La magnitud de Su sanidad
Juan el amado dijo: “He aquí el Cordero de Dios, que quita el pecado del mundo”. ¡Qué poder! Únicamente el Maestro Sanador podía quitar el pecado del mundo. Nuestra deuda para con Él es de una magnitud incalculable.
Recuerdo bien una circunstancia que ocurrió cuando hablaba yo a un grupo de misioneros. Tras haberlos invitado a hacer preguntas, uno de los élderes se puso de pie y, entre lágrimas, me preguntó: “¿Por qué tuvo Jesús que sufrir tanto?”. Le pedí al élder que abriera el himnario y que recitara la letra del himno “¡Grande eres Tú!” y leyó:
Al recordar el gran amor del Padre
que desde el cielo al Salvador envió,
aquel Jesús que por salvarme vino
y en la cruz por mí sufrió y murió.
En seguida, le pedí que leyese la letra de “Mansos, Reverentes Hoy”, la cual es particularmente conmovedora debido a que está escrita como si el Señor diese Su propia respuesta a la mismísima pregunta que él había hecho:
Mansos, reverentes hoy
Inclinaos ante mí;
Redimidos, recordad,
Que os di la libertad.
Y mi sangre derramé,
Vuestra salvación gané…
Lo que hice recordad,
Para daros libertad;
En la cruz yo padecí,
Muerte para vos sufrí.
¡Jesús sufrió profundamente porque nos ama profundamente! Él desea que nos arrepintamos y nos convirtamos, para poder sanarnos totalmente.

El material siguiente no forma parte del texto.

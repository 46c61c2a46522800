//! Spillway WAL - durable log backing WAL-mode partition queues
//!
//! A thin wrapper over RocksDB exposing exactly what the buffering core
//! needs: string-keyed puts and gets plus a prefix purge. Keys embed table
//! identity, partition, and offset (the layout lives in
//! `spillway_protocol::RowQueueKey`), so one store serves every queue.
//!
//! # Design
//!
//! - The log is append-only from the queues' point of view: reads never
//!   delete. Retention comes from the store-level TTL and from explicit
//!   prefix purges issued by operational tooling.
//! - Writes are fsynced by default; losing acknowledged rows on power loss
//!   is exactly what WAL mode exists to prevent.

mod error;
mod store;

pub use error::StoreError;
pub use store::DurableLog;
//! Spillway Engine - the buffered ingestion facade
//!
//! Wires the whole pipeline together behind one type: accept row batches
//! per table, buffer them in per-partition queues (optionally written
//! through to a durable log), and drain them in the background into sink
//! channels with strictly ordered offset tokens.
//!
//! # Architecture
//!
//! ```text
//!  enqueue ──> [BufferRegistry] ──> RowQueue (per table.partition)
//!                                       │ optional write-through
//!                                  [DurableLog]
//!                                       │
//!  tick ─────> [DrainScheduler] ──pop──/ append ──> [SinkChannel]
//!                                                    commit wait
//! ```
//!
//! # Example
//!
//! ```ignore
//! use spillway_engine::{EngineConfig, IngestEngine};
//!
//! let engine = IngestEngine::new(EngineConfig::default(), opener)?;
//! engine.start();
//!
//! let ack = engine.enqueue("db", "public", "events", r#"[{"a": 1}]"#);
//! assert_eq!(ack.rows_enqueued, 1);
//!
//! engine.shutdown().await;
//! ```

mod engine;
mod error;
mod metrics;

pub use engine::IngestEngine;
pub use error::EngineError;
pub use metrics::{EngineMetrics, EngineMetricsSnapshot};

// Re-export key types from dependencies for convenience
pub use spillway_channel::{
    AppendOutcome, ChannelError, ChannelOpener, ChannelRegistry, SinkChannel,
};
pub use spillway_config::EngineConfig;
pub use spillway_protocol::{EnqueueAck, Row};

Cuando estemos llenos de pesares, será el momento de profundizar nuestra fe en Dios, de trabajar más arduamente y de prestar servicio a los demás. Entonces Él sanará nuestro corazón desgarrado de dolor. Él nos dará paz y consuelo. Esos grandes dones nunca serán destruidos, ni siquiera con la muerte.
La Resurrección: El acto de sanidad supremo
La dádiva de la Resurrección es el supremo acto de sanidad del Señor. Gracias a Él, todo cuerpo será restaurado a su debida y perfecta forma. Gracias a Él, ninguna afección carece de esperanzas. Gracias a Él, mejores tiempos nos esperan más adelante, tanto en esta vida como en la vida venidera. El verdadero regocijo nos aguarda a todos y a cada uno… una vez que hayamos pasado esta vida de pesares.
Testifico que Dios vive, que Jesús es el Cristo, el Maestro Sanador, en el sagrado nombre de Jesucristo. Amén.